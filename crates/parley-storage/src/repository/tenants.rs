//! Tenant repository

use crate::db::{db_err, DatabasePool};
use crate::models::Tenant;
use async_trait::async_trait;
use parley_common::types::TenantId;
use parley_common::Result;
use uuid::Uuid;

/// Tenant repository trait
#[async_trait]
pub trait TenantRepository: Send + Sync {
    async fn create(&self, input: CreateTenant) -> Result<Tenant>;
    async fn get(&self, id: TenantId) -> Result<Option<Tenant>>;
    async fn list_active(&self) -> Result<Vec<Tenant>>;
}

/// Create tenant input
#[derive(Debug, Clone)]
pub struct CreateTenant {
    pub name: String,
    pub slug: String,
}

/// Database tenant repository
pub struct DbTenantRepository {
    pool: DatabasePool,
}

impl DbTenantRepository {
    pub fn new(pool: DatabasePool) -> Self {
        Self { pool }
    }
}

#[async_trait]
impl TenantRepository for DbTenantRepository {
    async fn create(&self, input: CreateTenant) -> Result<Tenant> {
        sqlx::query_as::<_, Tenant>(
            r#"
            INSERT INTO tenants (id, name, slug, is_active, created_at)
            VALUES ($1, $2, $3, true, NOW())
            RETURNING *
            "#,
        )
        .bind(Uuid::now_v7())
        .bind(&input.name)
        .bind(&input.slug)
        .fetch_one(self.pool.pool())
        .await
        .map_err(db_err)
    }

    async fn get(&self, id: TenantId) -> Result<Option<Tenant>> {
        sqlx::query_as::<_, Tenant>("SELECT * FROM tenants WHERE id = $1")
            .bind(id)
            .fetch_optional(self.pool.pool())
            .await
            .map_err(db_err)
    }

    async fn list_active(&self) -> Result<Vec<Tenant>> {
        sqlx::query_as::<_, Tenant>(
            "SELECT * FROM tenants WHERE is_active = true ORDER BY created_at ASC",
        )
        .fetch_all(self.pool.pool())
        .await
        .map_err(db_err)
    }
}
//! Common types for Parley

use serde::{Deserialize, Serialize};
use uuid::Uuid;

/// Unique identifier for tenants
pub type TenantId = Uuid;

/// Unique identifier for campaigns
pub type CampaignId = Uuid;

/// Unique identifier for campaign items
pub type CampaignItemId = Uuid;

/// Unique identifier for contacts in the tenant directory
pub type ContactId = Uuid;

/// Unique identifier for contact tags
pub type TagId = Uuid;

/// Unique identifier for saved segments
pub type SegmentId = Uuid;

/// Unique identifier for gateway sessions
pub type SessionId = Uuid;

/// Unique identifier for webhook log entries
pub type WebhookLogId = Uuid;

/// Unique identifier for generic (non-campaign) messages
pub type MessageId = Uuid;

/// Unique identifier for queued jobs
pub type JobId = Uuid;

/// Explicit handle to one tenant's storage partition.
///
/// Every tenant-owned read or write takes one of these; nothing in the
/// system resolves the current tenant from ambient state.
#[derive(Debug, Clone, Copy, PartialEq, Eq, Hash, Serialize, Deserialize)]
pub struct TenantScope {
    pub tenant_id: TenantId,
}

impl TenantScope {
    pub fn new(tenant_id: TenantId) -> Self {
        Self { tenant_id }
    }
}

impl std::fmt::Display for TenantScope {
    fn fmt(&self, f: &mut std::fmt::Formatter<'_>) -> std::fmt::Result {
        write!(f, "{}", self.tenant_id)
    }
}

/// Kind of media attached to a campaign
#[derive(Debug, Clone, Copy, PartialEq, Eq, Serialize, Deserialize)]
#[serde(rename_all = "snake_case")]
pub enum MediaType {
    Image,
    Video,
    Audio,
    Document,
}

impl std::fmt::Display for MediaType {
    fn fmt(&self, f: &mut std::fmt::Formatter<'_>) -> std::fmt::Result {
        match self {
            MediaType::Image => write!(f, "image"),
            MediaType::Video => write!(f, "video"),
            MediaType::Audio => write!(f, "audio"),
            MediaType::Document => write!(f, "document"),
        }
    }
}

impl std::str::FromStr for MediaType {
    type Err = String;

    fn from_str(s: &str) -> Result<Self, Self::Err> {
        match s {
            "image" => Ok(MediaType::Image),
            "video" => Ok(MediaType::Video),
            "audio" => Ok(MediaType::Audio),
            "document" => Ok(MediaType::Document),
            _ => Err(format!("Invalid media type: {}", s)),
        }
    }
}

#[cfg(test)]
mod tests {
    use super::*;

    #[test]
    fn test_media_type_roundtrip() {
        for kind in [MediaType::Image, MediaType::Document] {
            assert_eq!(kind.to_string().parse::<MediaType>(), Ok(kind));
        }
        assert!("sticker".parse::<MediaType>().is_err());
    }
}
//! Durable job queue backed by the `jobs` table

use crate::db::{db_err, DatabasePool};
use crate::models::Job;
use async_trait::async_trait;
use chrono::{DateTime, Utc};
use parley_common::types::JobId;
use parley_common::Result;
use uuid::Uuid;

/// Job repository trait
#[async_trait]
pub trait JobRepository: Send + Sync {
    async fn enqueue(
        &self,
        queue: &str,
        payload: serde_json::Value,
        run_at: DateTime<Utc>,
        max_attempts: i32,
    ) -> Result<JobId>;
    /// Enqueue unless a pending or running job on `queue` already carries `payload`
    async fn enqueue_if_absent(
        &self,
        queue: &str,
        payload: serde_json::Value,
        run_at: DateTime<Utc>,
        max_attempts: i32,
    ) -> Result<Option<JobId>>;
    /// Claim the oldest due job on `queue`, skipping jobs held by other workers
    async fn claim_next(&self, queue: &str, now: DateTime<Utc>) -> Result<Option<Job>>;
    async fn complete(&self, id: JobId) -> Result<()>;
    async fn retry(&self, id: JobId, error: &str, run_at: DateTime<Utc>) -> Result<()>;
    async fn fail(&self, id: JobId, error: &str) -> Result<()>;
    /// Return running jobs locked before `locked_before` to pending
    async fn requeue_stale(&self, locked_before: DateTime<Utc>) -> Result<u64>;
    /// Delete completed jobs last touched before `before`
    async fn purge_completed(&self, before: DateTime<Utc>) -> Result<u64>;
}

/// Database job repository
pub struct DbJobRepository {
    pool: DatabasePool,
}

impl DbJobRepository {
    pub fn new(pool: DatabasePool) -> Self {
        Self { pool }
    }
}

#[async_trait]
impl JobRepository for DbJobRepository {
    async fn enqueue(
        &self,
        queue: &str,
        payload: serde_json::Value,
        run_at: DateTime<Utc>,
        max_attempts: i32,
    ) -> Result<JobId> {
        let id = Uuid::now_v7();

        sqlx::query(
            r#"
            INSERT INTO jobs (
                id, queue, payload, status, attempts, max_attempts, run_at, created_at, updated_at
            )
            VALUES ($1, $2, $3, 'pending', 0, $4, $5, NOW(), NOW())
            "#,
        )
        .bind(id)
        .bind(queue)
        .bind(&payload)
        .bind(max_attempts)
        .bind(run_at)
        .execute(self.pool.pool())
        .await
        .map_err(db_err)?;

        Ok(id)
    }

    async fn enqueue_if_absent(
        &self,
        queue: &str,
        payload: serde_json::Value,
        run_at: DateTime<Utc>,
        max_attempts: i32,
    ) -> Result<Option<JobId>> {
        sqlx::query_scalar::<_, JobId>(
            r#"
            INSERT INTO jobs (
                id, queue, payload, status, attempts, max_attempts, run_at, created_at, updated_at
            )
            SELECT $1, $2, $3, 'pending', 0, $4, $5, NOW(), NOW()
            WHERE NOT EXISTS (
                SELECT 1 FROM jobs
                WHERE queue = $2 AND payload = $3 AND status IN ('pending', 'running')
            )
            RETURNING id
            "#,
        )
        .bind(Uuid::now_v7())
        .bind(queue)
        .bind(&payload)
        .bind(max_attempts)
        .bind(run_at)
        .fetch_optional(self.pool.pool())
        .await
        .map_err(db_err)
    }

    async fn claim_next(&self, queue: &str, now: DateTime<Utc>) -> Result<Option<Job>> {
        sqlx::query_as::<_, Job>(
            r#"
            UPDATE jobs SET
                status = 'running',
                locked_at = NOW(),
                attempts = attempts + 1,
                updated_at = NOW()
            WHERE id = (
                SELECT id FROM jobs
                WHERE queue = $1 AND status = 'pending' AND run_at <= $2
                ORDER BY run_at ASC
                LIMIT 1
                FOR UPDATE SKIP LOCKED
            )
            RETURNING *
            "#,
        )
        .bind(queue)
        .bind(now)
        .fetch_optional(self.pool.pool())
        .await
        .map_err(db_err)
    }

    async fn complete(&self, id: JobId) -> Result<()> {
        sqlx::query(
            r#"
            UPDATE jobs SET status = 'completed', locked_at = NULL, updated_at = NOW()
            WHERE id = $1
            "#,
        )
        .bind(id)
        .execute(self.pool.pool())
        .await
        .map_err(db_err)?;
        Ok(())
    }

    async fn retry(&self, id: JobId, error: &str, run_at: DateTime<Utc>) -> Result<()> {
        sqlx::query(
            r#"
            UPDATE jobs SET
                status = 'pending',
                run_at = $2,
                last_error = $3,
                locked_at = NULL,
                updated_at = NOW()
            WHERE id = $1
            "#,
        )
        .bind(id)
        .bind(run_at)
        .bind(error)
        .execute(self.pool.pool())
        .await
        .map_err(db_err)?;
        Ok(())
    }

    async fn fail(&self, id: JobId, error: &str) -> Result<()> {
        sqlx::query(
            r#"
            UPDATE jobs SET
                status = 'failed',
                last_error = $2,
                locked_at = NULL,
                updated_at = NOW()
            WHERE id = $1
            "#,
        )
        .bind(id)
        .bind(error)
        .execute(self.pool.pool())
        .await
        .map_err(db_err)?;
        Ok(())
    }

    async fn requeue_stale(&self, locked_before: DateTime<Utc>) -> Result<u64> {
        let result = sqlx::query(
            r#"
            UPDATE jobs SET status = 'pending', locked_at = NULL, updated_at = NOW()
            WHERE status = 'running' AND locked_at < $1
            "#,
        )
        .bind(locked_before)
        .execute(self.pool.pool())
        .await
        .map_err(db_err)?;
        Ok(result.rows_affected())
    }

    async fn purge_completed(&self, before: DateTime<Utc>) -> Result<u64> {
        let result = sqlx::query("DELETE FROM jobs WHERE status = 'completed' AND updated_at < $1")
            .bind(before)
            .execute(self.pool.pool())
            .await
            .map_err(db_err)?;
        Ok(result.rows_affected())
    }
}
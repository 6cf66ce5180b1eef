//! Webhook Ingestion - Resolve, authenticate, persist, hand off

use super::event::{normalize_event_type, WebhookEnvelope, WebhookEvent};
use crate::queue::{Task, TaskQueue};
use chrono::Utc;
use parley_common::config::WebhookConfig;
use parley_common::signature::{self, SignatureError};
use parley_common::types::{TenantId, TenantScope, WebhookLogId};
use parley_storage::models::GatewaySession;
use parley_storage::repository::{CreateWebhookLog, Repositories};
use serde_json::Value;
use thiserror::Error;
use tracing::{debug, info, warn};

/// Webhook ingestion errors
#[derive(Error, Debug)]
pub enum IngestError {
    #[error("Malformed webhook payload: {0}")]
    Malformed(String),

    #[error("Unknown instance: {0}")]
    UnknownInstance(String),

    #[error("Webhook rejected: {0}")]
    Unauthorized(#[from] SignatureError),

    #[error(transparent)]
    Storage(#[from] parley_common::Error),
}

/// One inbound callback as received over HTTP
#[derive(Debug, Clone, Copy)]
pub struct IngestRequest<'a> {
    pub instance_name: &'a str,
    pub body: &'a [u8],
    pub signature: Option<&'a str>,
    pub timestamp: Option<&'a str>,
}

/// A durably logged callback
#[derive(Debug, Clone, Copy, PartialEq, Eq)]
pub struct Accepted {
    pub log_id: WebhookLogId,
    pub tenant_id: TenantId,
}

/// Webhook Ingestion Gateway
pub struct WebhookIngestor {
    repos: Repositories,
    queue: TaskQueue,
    config: WebhookConfig,
}

impl WebhookIngestor {
    pub fn new(repos: Repositories, queue: TaskQueue, config: WebhookConfig) -> Self {
        Self {
            repos,
            queue,
            config,
        }
    }

    /// Accept one callback.
    ///
    /// Nothing is written unless the instance resolves and the signature
    /// verifies. Once the log entry is stored the call succeeds, whatever
    /// happens to the follow-up work.
    pub async fn ingest(&self, request: IngestRequest<'_>) -> Result<Accepted, IngestError> {
        let payload: Value = serde_json::from_slice(request.body)
            .map_err(|e| IngestError::Malformed(e.to_string()))?;
        let envelope: WebhookEnvelope = serde_json::from_value(payload.clone())
            .map_err(|e| IngestError::Malformed(e.to_string()))?;

        let Some((scope, session)) = self.resolve_instance(request.instance_name).await? else {
            warn!(instance = request.instance_name, "Webhook for unknown instance");
            return Err(IngestError::UnknownInstance(request.instance_name.to_string()));
        };

        signature::verify(
            &session.webhook_secret,
            request.signature,
            request.timestamp,
            request.body,
            Utc::now(),
            self.config.replay_window_secs,
        )
        .map_err(|e| {
            warn!(instance = request.instance_name, error = %e, "Webhook signature rejected");
            e
        })?;

        let event_type = normalize_event_type(&envelope.event);
        let log = self
            .repos
            .webhook_logs
            .create(
                scope,
                CreateWebhookLog {
                    session_id: session.id,
                    event_type: event_type.clone(),
                    payload,
                },
            )
            .await?;

        info!(
            tenant_id = %scope,
            instance = request.instance_name,
            event = %event_type,
            log_id = %log.id,
            "Webhook received"
        );

        // Connection changes show up immediately; reconciliation applies them again
        let event = WebhookEvent::parse(&event_type, &envelope.data);
        if let Some(change) = event.connection_change() {
            if let Err(e) = self
                .repos
                .sessions
                .apply_connection(scope, session.id, &change)
                .await
            {
                warn!(session_id = %session.id, error = %e, "Failed to apply connection change");
            }
        }

        let task = Task::ReconcileWebhook {
            tenant_id: scope.tenant_id,
            log_id: log.id,
        };
        if let Err(e) = self.queue.enqueue(&task).await {
            warn!(log_id = %log.id, error = %e, "Failed to enqueue reconciliation, left for the sweep");
        }

        Ok(Accepted {
            log_id: log.id,
            tenant_id: scope.tenant_id,
        })
    }

    /// Find the tenant and active session owning an instance id.
    ///
    /// The global index answers in one lookup. When it has no usable entry,
    /// every active tenant is scanned and the index is repaired on a hit.
    pub async fn resolve_instance(
        &self,
        instance_name: &str,
    ) -> parley_common::Result<Option<(TenantScope, GatewaySession)>> {
        if let Some(tenant_id) = self.repos.sessions.lookup_tenant(instance_name).await? {
            let tenant_active = self
                .repos
                .tenants
                .get(tenant_id)
                .await?
                .is_some_and(|t| t.is_active);
            if tenant_active {
                let scope = TenantScope::new(tenant_id);
                if let Some(session) = self
                    .repos
                    .sessions
                    .find_active_by_instance(scope, instance_name)
                    .await?
                {
                    return Ok(Some((scope, session)));
                }
            }
            debug!(instance = instance_name, "Index entry has no active session, scanning tenants");
        }

        for tenant in self.repos.tenants.list_active().await? {
            let scope = TenantScope::new(tenant.id);
            if let Some(session) = self
                .repos
                .sessions
                .find_active_by_instance(scope, instance_name)
                .await?
            {
                warn!(
                    instance = instance_name,
                    tenant_id = %tenant.id,
                    "Instance resolved by scan, repairing index"
                );
                self.repos
                    .sessions
                    .index_instance(instance_name, tenant.id, session.id)
                    .await?;
                return Ok(Some((scope, session)));
            }
        }

        Ok(None)
    }
}
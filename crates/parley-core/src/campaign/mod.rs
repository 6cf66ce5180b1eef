//! Campaign Module - Lifecycle, recipient resolution and batch dispatch

mod manager;
mod pacing;
mod resolver;
mod scheduler;
mod template;

pub use manager::{CampaignError, CampaignManager, CounterReport};
pub use pacing::{delay_window, Pacer};
pub use resolver::RecipientResolver;
pub use scheduler::{BatchOutcome, DispatchScheduler};
pub use template::TemplateRenderer;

______

→ ASSIGNMENT: What lines in the listing include the string "WebhookConfig"? Copy them out.

→ TASK RESULT:
use parley_common::config::WebhookConfig;
    config: WebhookConfig,
    pub fn new(repos: Repositories, queue: TaskQueue, config: WebhookConfig) -> Self {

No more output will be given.